Osteoarthritis (OA) is a degenerative joint disease associated with inflammation. Polygonatum sibiricum polysaccharide (PSP) is a major group of active components isolated from Polygonatum sibiricum with broad activities including anti-inflammatory effect. However, the role of PSP in OA is unclear. In the present study, we aimed to investigate the effects of PSP on IL-1 beta-induced inflammatory response in primary human OA chondrocytes. The results showed that PSP improved cell viability of chondrocytes in response to IL-1 beta induction. The increased levels of several inflammatory mediators including nitric oxide (NO), prostaglandin E2 (PGE2), inducible nitric oxide synthase (iNOS) and cyclooxygenase-2 (COX-2) in IL-1 beta-induced chondrocytes were attenuated by PSP in a dose-dependent manner.
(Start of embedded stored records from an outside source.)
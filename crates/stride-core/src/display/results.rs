//! Result wrapper types for displaying operation outcomes.

use std::fmt;

use super::review::PlanDetails;
use crate::{catalog::WorkoutCatalog, models::SavedPlan};

/// Wrapper type for displaying a newly stored plan.
///
/// Prints a confirmation line followed by the full plan details.
pub struct CreateResult<'a, C: ?Sized> {
    pub details: PlanDetails<'a, C>,
}

impl<'a, C: WorkoutCatalog + ?Sized> CreateResult<'a, C> {
    /// Create a new CreateResult wrapper.
    pub fn new(plan: &'a SavedPlan, catalog: &'a C) -> Self {
        Self {
            details: PlanDetails::new(plan, catalog),
        }
    }
}

impl<C: WorkoutCatalog + ?Sized> fmt::Display for CreateResult<'_, C> {
    fn fmt(&self, f: &mut fmt::Formatter<'_>) -> fmt::Result {
        writeln!(f, "Created plan with ID: {}", self.details.plan.id)?;
        writeln!(f)?;
        write!(f, "{}", self.details)
    }
}

/// Wrapper type for displaying the result of a plan deletion.
pub struct DeleteResult<'a> {
    pub plan: &'a SavedPlan,
}

impl<'a> DeleteResult<'a> {
    /// Create a new DeleteResult wrapper.
    pub fn new(plan: &'a SavedPlan) -> Self {
        Self { plan }
    }
}

impl fmt::Display for DeleteResult<'_> {
    fn fmt(&self, f: &mut fmt::Formatter<'_>) -> fmt::Result {
        let name = &self.plan.plan.name;
        if name.is_empty() {
            writeln!(f, "Deleted untitled plan (ID: {})", self.plan.id)
        } else {
            writeln!(f, "Deleted plan '{name}' (ID: {})", self.plan.id)
        }
    }
}
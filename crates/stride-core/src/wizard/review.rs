//! Review aggregate and confirmation.

use log::{info, warn};

use super::{PlanWizard, WizardStatus, WizardStep};
use crate::{
    catalog::WorkoutCatalog,
    error::Result,
    models::{Goal, Level, SessionDuration, Weekday},
    store::{PlanSink, Submission},
};

/// A workout line on the review screen.
#[derive(Debug, Clone, PartialEq)]
pub struct ReviewWorkout {
    pub id: String,
    pub title: String,
    pub duration: String,
}

/// A populated day on the review screen.
#[derive(Debug, Clone, PartialEq)]
pub struct ReviewDay {
    pub day: Weekday,
    pub workouts: Vec<ReviewWorkout>,
}

/// Read-only summary of everything the draft holds.
#[derive(Debug, Clone, PartialEq)]
pub struct PlanReview {
    pub name: String,
    pub goal: Option<Goal>,
    pub level: Option<Level>,
    pub training_days: Vec<Weekday>,
    pub session_duration: SessionDuration,
    /// Only days with at least one assigned workout
    pub days: Vec<ReviewDay>,
}

impl PlanWizard {
    /// Builds the review summary, resolving workout titles in `catalog`.
    ///
    /// Workout ids that are no longer in the catalog are skipped.
    pub fn review<C>(&self, catalog: &C) -> PlanReview
    where
        C: WorkoutCatalog + ?Sized,
    {
        let draft = &self.draft;
        let days = draft
            .day_schedule
            .iter()
            .filter(|entry| !entry.workout_ids.is_empty())
            .map(|entry| ReviewDay {
                day: entry.day,
                workouts: entry
                    .workout_ids
                    .iter()
                    .filter_map(|id| catalog.find_workout(id))
                    .map(|w| ReviewWorkout {
                        id: w.id.clone(),
                        title: w.title.clone(),
                        duration: w.duration.clone(),
                    })
                    .collect(),
            })
            .collect();

        PlanReview {
            name: draft.name.clone(),
            goal: draft.goal,
            level: draft.level,
            training_days: draft.training_days.iter().copied().collect(),
            session_duration: draft.session_duration,
            days,
        }
    }

    /// Hands a snapshot of the draft to `sink`, exactly once per call.
    ///
    /// On [`Submission::Accepted`] the wizard completes and accepts no further
    /// actions. On [`Submission::Rejected`] it stays active on `Review` with
    /// the draft untouched so the user can try again.
    ///
    /// # Errors
    ///
    /// - `StrideError::WizardClosed` if the wizard is no longer active
    /// - `StrideError::WrongStep` if the wizard is not on `Review`
    pub fn confirm<S>(&mut self, sink: &mut S) -> Result<Submission>
    where
        S: PlanSink + ?Sized,
    {
        self.ensure_step("confirm", WizardStep::Review)?;
        let snapshot = self.draft.snapshot()?;

        let submission = sink.submit_plan(&snapshot);
        match &submission {
            Submission::Accepted { id } => {
                info!("Plan {id} accepted ({} workouts)", snapshot.workout_count());
                self.status = WizardStatus::Completed;
            }
            Submission::Rejected { reason } => {
                warn!("Plan submission rejected: {reason}");
            }
        }
        Ok(submission)
    }
}
//! Markdown views of the wizard and of stored plans.
//!
//! Everything that shows workouts resolves ids through a catalog at format
//! time; ids the catalog no longer knows are skipped.

use std::fmt;

use super::{datetime::LocalDateTime, plan_title};
use crate::{
    catalog::WorkoutCatalog,
    models::{Goal, Level, PlanDay, SavedPlan, SessionDuration, Weekday},
    wizard::{PlanReview, PlanWizard, WizardStep},
};

fn write_days_line(f: &mut fmt::Formatter<'_>, days: &[Weekday]) -> fmt::Result {
    let labels: Vec<&str> = days.iter().map(Weekday::as_str).collect();
    writeln!(f, "- Days/week: {}x ({})", days.len(), labels.join(", "))
}


impl fmt::Display for PlanReview {
    fn fmt(&self, f: &mut fmt::Formatter<'_>) -> fmt::Result {
        writeln!(f, "- Name: {}", plan_title(&self.name))?;
        match self.goal {
            Some(goal) => writeln!(f, "- Goal: {goal}")?,
            None => writeln!(f, "- Goal: (none)")?,
        }
        match self.level {
            Some(level) => writeln!(f, "- Level: {level}")?,
            None => writeln!(f, "- Level: (none)")?,
        }
        write_days_line(f, &self.training_days)?;
        writeln!(f, "- Session: {}", self.session_duration)?;

        if self.days.is_empty() {
            writeln!(f)?;
            writeln!(f, "No workouts assigned.")?;
        }
        for day in &self.days {
            writeln!(f)?;
            writeln!(f, "## {}", day.day)?;
            writeln!(f)?;
            for workout in &day.workouts {
                writeln!(f, "- {} ({})", workout.title, workout.duration)?;
            }
        }
        Ok(())
    }
}

/// A stored plan with workout titles resolved against a catalog.
pub struct PlanDetails<'a, C: ?Sized> {
    pub plan: &'a SavedPlan,
    pub catalog: &'a C,
}

impl<'a, C: WorkoutCatalog + ?Sized> PlanDetails<'a, C> {
    pub fn new(plan: &'a SavedPlan, catalog: &'a C) -> Self {
        Self { plan, catalog }
    }

    fn write_day(&self, f: &mut fmt::Formatter<'_>, entry: &PlanDay) -> fmt::Result {
        writeln!(f, "## {}", entry.day)?;
        writeln!(f)?;
        let workouts: Vec<_> = entry
            .workout_ids
            .iter()
            .filter_map(|id| self.catalog.find_workout(id))
            .collect();
        if workouts.is_empty() {
            writeln!(f, "No workouts.")?;
        }
        for workout in workouts {
            writeln!(f, "- {} ({}, {})", workout.title, workout.duration, workout.level)?;
        }
        writeln!(f)
    }
}

impl<C: WorkoutCatalog + ?Sized> fmt::Display for PlanDetails<'_, C> {
    fn fmt(&self, f: &mut fmt::Formatter<'_>) -> fmt::Result {
        let saved = self.plan;
        let plan = &saved.plan;
        let title = plan_title(&plan.name);

        writeln!(f, "# {}. {title}", saved.id)?;
        writeln!(f)?;
        writeln!(f, "- Goal: {}", plan.goal)?;
        writeln!(f, "- Level: {}", plan.level)?;
        write_days_line(f, &plan.training_days)?;
        writeln!(f, "- Session: {}", plan.session_duration)?;
        writeln!(f, "- Created: {}", LocalDateTime(&saved.created_at))?;
        writeln!(f)?;

        for entry in &plan.day_schedule {
            self.write_day(f, entry)?;
        }
        Ok(())
    }
}

/// The wizard's active step rendered as a screen: progress header, the
/// step's choices with the current selection marked, and the gate state.
pub struct WizardView<'a, C: ?Sized> {
    pub wizard: &'a PlanWizard,
    pub catalog: &'a C,
}

impl<'a, C: WorkoutCatalog + ?Sized> WizardView<'a, C> {
    pub fn new(wizard: &'a PlanWizard, catalog: &'a C) -> Self {
        Self { wizard, catalog }
    }

    fn mark(selected: bool) -> &'static str {
        if selected {
            "[x]"
        } else {
            "[ ]"
        }
    }

    fn write_goals(&self, f: &mut fmt::Formatter<'_>) -> fmt::Result {
        for goal in Goal::ALL {
            let selected = self.wizard.draft().goal == Some(goal);
            writeln!(
                f,
                "- {} **{}** ({}): {}",
                Self::mark(selected),
                goal.label(),
                goal.as_str(),
                goal.description()
            )?;
        }
        Ok(())
    }

    fn write_levels(&self, f: &mut fmt::Formatter<'_>) -> fmt::Result {
        for level in Level::ALL {
            let selected = self.wizard.draft().level == Some(level);
            writeln!(
                f,
                "- {} **{}**: {}",
                Self::mark(selected),
                level,
                level.description()
            )?;
        }
        Ok(())
    }

    fn write_schedule(&self, f: &mut fmt::Formatter<'_>) -> fmt::Result {
        let draft = self.wizard.draft();
        let days: Vec<String> = Weekday::ALL
            .iter()
            .map(|day| {
                if draft.training_days.contains(day) {
                    format!("[{day}]")
                } else {
                    day.to_string()
                }
            })
            .collect();
        writeln!(f, "Training days: {}", days.join(" "))?;

        let durations: Vec<String> = SessionDuration::ALL
            .iter()
            .map(|d| {
                if *d == draft.session_duration {
                    format!("[{d}]")
                } else {
                    d.to_string()
                }
            })
            .collect();
        writeln!(f, "Session duration: {}", durations.join(" "))
    }

    fn write_assignments(&self, f: &mut fmt::Formatter<'_>) -> fmt::Result {
        for assignment in self.wizard.assignments(self.catalog) {
            writeln!(f, "## {}", assignment.day)?;
            writeln!(f)?;
            if assignment.workouts.is_empty() {
                writeln!(f, "No workouts yet.")?;
            }
            for workout in assignment.workouts {
                writeln!(
                    f,
                    "- {} `{}` ({} · {})",
                    workout.title, workout.id, workout.duration, workout.level
                )?;
            }
            writeln!(f)?;
        }

        if let Some(day) = self.wizard.picker_day() {
            writeln!(f, "### Add to {day}")?;
            writeln!(f)?;
            let options = self.wizard.picker_options(self.catalog);
            if options.is_empty() {
                writeln!(f, "No workouts match this plan's level.")?;
            }
            for option in options {
                let w = option.workout;
                writeln!(
                    f,
                    "- {} {} `{}` ({} · {} · {} exercises)",
                    if option.already_added { "✓" } else { "+" },
                    w.title,
                    w.id,
                    w.duration,
                    w.level,
                    w.exercise_count
                )?;
            }
            writeln!(f)?;
        }
        Ok(())
    }
}

impl<C: WorkoutCatalog + ?Sized> fmt::Display for WizardView<'_, C> {
    fn fmt(&self, f: &mut fmt::Formatter<'_>) -> fmt::Result {
        let step = self.wizard.step();
        writeln!(
            f,
            "# Create Plan ({}/{}) {:.0}%",
            step.position(),
            WizardStep::ALL.len(),
            self.wizard.progress_percent()
        )?;
        writeln!(f)?;
        writeln!(f, "## {}", step.title())?;
        writeln!(f)?;

        match step {
            WizardStep::Goal => self.write_goals(f)?,
            WizardStep::Level => self.write_levels(f)?,
            WizardStep::Schedule => self.write_schedule(f)?,
            WizardStep::WorkoutAssignment => self.write_assignments(f)?,
            WizardStep::Review => write!(f, "{}", self.wizard.review(self.catalog))?,
        }

        writeln!(f)?;
        match (step, self.wizard.blocked_reason()) {
            (WizardStep::Review, _) => writeln!(f, "Ready to create plan."),
            (_, Some(reason)) => writeln!(f, "To continue: {reason}."),
            (_, None) => writeln!(f, "Ready to continue."),
        }
    }
}
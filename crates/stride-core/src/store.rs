//! Plan persistence seam.
//!
//! The wizard never stores anything itself; on confirmation it hands a
//! [`PlanSnapshot`] to a [`PlanSink`]. The SQLite [`Database`](crate::Database)
//! is the durable sink; [`MemoryPlanStore`] keeps plans in process.

use jiff::Timestamp;

use crate::models::{PlanSnapshot, SavedPlan};

/// Outcome of handing a plan to a sink.
#[derive(Debug, Clone, PartialEq, Eq)]
pub enum Submission {
    /// Stored under `id`
    Accepted { id: u64 },

    /// Declined; the caller keeps its draft
    Rejected { reason: String },
}

impl Submission {
    pub fn is_accepted(&self) -> bool {
        matches!(self, Submission::Accepted { .. })
    }
}

/// Receiver of finished plans.
pub trait PlanSink {
    /// Accepts or rejects a finished plan.
    fn submit_plan(&mut self, plan: &PlanSnapshot) -> Submission;
}

/// In-process plan store.
#[derive(Debug, Default)]
pub struct MemoryPlanStore {
    plans: Vec<SavedPlan>,
}

impl MemoryPlanStore {
    pub fn new() -> Self {
        Self::default()
    }

    /// Stored plans in submission order.
    pub fn plans(&self) -> &[SavedPlan] {
        &self.plans
    }

    pub fn get(&self, id: u64) -> Option<&SavedPlan> {
        self.plans.iter().find(|p| p.id == id)
    }
}

impl PlanSink for MemoryPlanStore {
    fn submit_plan(&mut self, plan: &PlanSnapshot) -> Submission {
        let id = self.plans.last().map_or(1, |p| p.id + 1);
        self.plans.push(SavedPlan {
            id,
            plan: plan.clone(),
            created_at: Timestamp::now(),
        });
        Submission::Accepted { id }
    }
}
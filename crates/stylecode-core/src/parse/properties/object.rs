//! `object-fit` and `object-position`.

use stylecode_types::{CssError, Fixed, Unit};

use crate::bytecode::opcodes::*;
use crate::bytecode::{PropertyId, StyleBuffer};
use crate::cursor::TokenCursor;
use crate::lexer::Token;
use crate::parse::utils::{
    emit_flag_value, parse_flag_value, parse_keyword_longhand, parse_length_percentage,
};
use crate::parse::{ParseContext, transaction};

const OBJECT_FIT: [(&str, u16); 5] = [
    ("fill", OBJECT_FIT_FILL),
    ("contain", OBJECT_FIT_CONTAIN),
    ("cover", OBJECT_FIT_COVER),
    ("none", OBJECT_FIT_NONE),
    ("scale-down", OBJECT_FIT_SCALE_DOWN),
];

pub fn parse_object_fit(
    _ctx: &mut ParseContext,
    cursor: &mut TokenCursor<'_>,
    out: &mut StyleBuffer,
) -> Result<(), CssError> {
    parse_keyword_longhand(cursor, out, PropertyId::ObjectFit, &OBJECT_FIT)
}

#[derive(Debug, Clone, Copy, PartialEq)]
enum Component {
    Left,
    Right,
    Top,
    Bottom,
    Center,
    Length(Fixed, Unit),
}

impl Component {
    fn is_keyword(self) -> bool {
        !matches!(self, Component::Length(..))
    }
}

/// `object-position: <component> <component>?`
///
/// A single value leaves the other axis centred. Two keywords may come in
/// either order; with a length involved the horizontal value comes first.
pub fn parse_object_position(
    _ctx: &mut ParseContext,
    cursor: &mut TokenCursor<'_>,
    out: &mut StyleBuffer,
) -> Result<(), CssError> {
    transaction(cursor, out, |cursor, out| {
        if let Some(flag) = parse_flag_value(cursor) {
            return emit_flag_value(out, flag, &[PropertyId::ObjectPosition]);
        }
        let first = parse_component(cursor)?;
        let mark = cursor.mark();
        let second = match parse_component(cursor) {
            Ok(second) => Some(second),
            Err(_) => {
                cursor.reset(mark);
                None
            },
        };

        let (horizontal, vertical) = match second {
            None if matches!(first, Component::Top | Component::Bottom) => {
                (Component::Center, first)
            },
            None => (first, Component::Center),
            Some(second) => {
                let swap = first.is_keyword()
                    && second.is_keyword()
                    && (matches!(first, Component::Top | Component::Bottom)
                        || matches!(second, Component::Left | Component::Right));
                if swap { (second, first) } else { (first, second) }
            },
        };

        let horz = match horizontal {
            Component::Left => OBJECT_POSITION_HORZ_LEFT,
            Component::Right => OBJECT_POSITION_HORZ_RIGHT,
            Component::Center => OBJECT_POSITION_HORZ_CENTER,
            Component::Length(..) => OBJECT_POSITION_HORZ_SET,
            Component::Top | Component::Bottom => return Err(CssError::Invalid),
        };
        let vert = match vertical {
            Component::Top => OBJECT_POSITION_VERT_TOP,
            Component::Bottom => OBJECT_POSITION_VERT_BOTTOM,
            Component::Center => OBJECT_POSITION_VERT_CENTER,
            Component::Length(..) => OBJECT_POSITION_VERT_SET,
            Component::Left | Component::Right => return Err(CssError::Invalid),
        };

        out.append_opv(PropertyId::ObjectPosition, 0, horz | vert)?;
        for component in [horizontal, vertical] {
            if let Component::Length(value, unit) = component {
                out.append_length(value, unit)?;
            }
        }
        Ok(())
    })
}

fn parse_component(cursor: &mut TokenCursor<'_>) -> Result<Component, CssError> {
    let mark = cursor.mark();
    cursor.consume_whitespace();
    if let Some(Token::Ident(name)) = cursor.peek() {
        let component = match name.to_ascii_lowercase().as_str() {
            "left" => Component::Left,
            "right" => Component::Right,
            "top" => Component::Top,
            "bottom" => Component::Bottom,
            "center" => Component::Center,
            _ => {
                cursor.reset(mark);
                return Err(CssError::Invalid);
            },
        };
        cursor.advance();
        return Ok(component);
    }
    cursor.reset(mark);
    let (value, unit) = parse_length_percentage(cursor, true)?;
    Ok(Component::Length(value, unit))
}

#[cfg(test)]
mod tests {
    use super::*;
    use crate::bytecode::Opv;
    use crate::test_utils::{assert_rejected, decode_lengths, run_parser};

    fn position(text: &str) -> (u16, Vec<(Fixed, Unit)>) {
        let (buf, _) = run_parser(parse_object_position, text).unwrap();
        let words = buf.words();
        (Opv::from_word(words[0]).value(), decode_lengths(&words[1..]))
    }

    #[test]
    fn fit_keywords() {
        let (buf, _) = run_parser(parse_object_fit, "scale-down").unwrap();
        assert_eq!(Opv::from_word(buf.words()[0]).value(), OBJECT_FIT_SCALE_DOWN);
        assert_rejected(parse_object_fit, "stretch");
    }

    #[test]
    fn single_keyword_centres_other_axis() {
        assert_eq!(
            position("left"),
            (OBJECT_POSITION_HORZ_LEFT | OBJECT_POSITION_VERT_CENTER, vec![])
        );
        assert_eq!(
            position("bottom"),
            (OBJECT_POSITION_HORZ_CENTER | OBJECT_POSITION_VERT_BOTTOM, vec![])
        );
    }

    #[test]
    fn keywords_in_either_order() {
        let expected = (OBJECT_POSITION_HORZ_RIGHT | OBJECT_POSITION_VERT_TOP, vec![]);
        assert_eq!(position("right top"), expected);
        assert_eq!(position("top right"), expected);
        assert_eq!(
            position("center left"),
            (OBJECT_POSITION_HORZ_LEFT | OBJECT_POSITION_VERT_CENTER, vec![])
        );
    }

    #[test]
    fn lengths_keep_their_order() {
        assert_eq!(
            position("10px -20%"),
            (
                OBJECT_POSITION_HORZ_SET | OBJECT_POSITION_VERT_SET,
                vec![(Fixed::from_int(10), Unit::Px), (Fixed::from_int(-20), Unit::Percent)]
            )
        );
        assert_eq!(
            position("left 3em"),
            (
                OBJECT_POSITION_HORZ_LEFT | OBJECT_POSITION_VERT_SET,
                vec![(Fixed::from_int(3), Unit::Em)]
            )
        );
    }

    #[test]
    fn single_length_is_horizontal() {
        assert_eq!(
            position("0"),
            (
                OBJECT_POSITION_HORZ_SET | OBJECT_POSITION_VERT_CENTER,
                vec![(Fixed::ZERO, Unit::Px)]
            )
        );
    }

    #[test]
    fn conflicting_axes_are_invalid() {
        assert_rejected(parse_object_position, "left right");
        assert_rejected(parse_object_position, "top bottom");
        assert_rejected(parse_object_position, "top 10px");
        assert_rejected(parse_object_position, "10px left");
        assert_rejected(parse_object_position, "middle");
    }
}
The IL-1 beta-induced production of pro-inflammatory cytokines, TNF-alpha and IL-6, were mitigated by PSP in chondrocytes. Besides, PSP also suppressed the production of matrix metalloproteinases (MMPs), including MMP-1, MMP-3 and MMP-13 in IL-1 beta-stimulated chondrocytes. Furthermore, the IL-1 beta-induced activation of NF-KB signaling pathway in chondrocytes was also prevented by PSP. These findings suggested that PSP alleviated IL-1 beta-induced inflammatory response in chondrocytes via inhibiting NF-KB signaling pathway.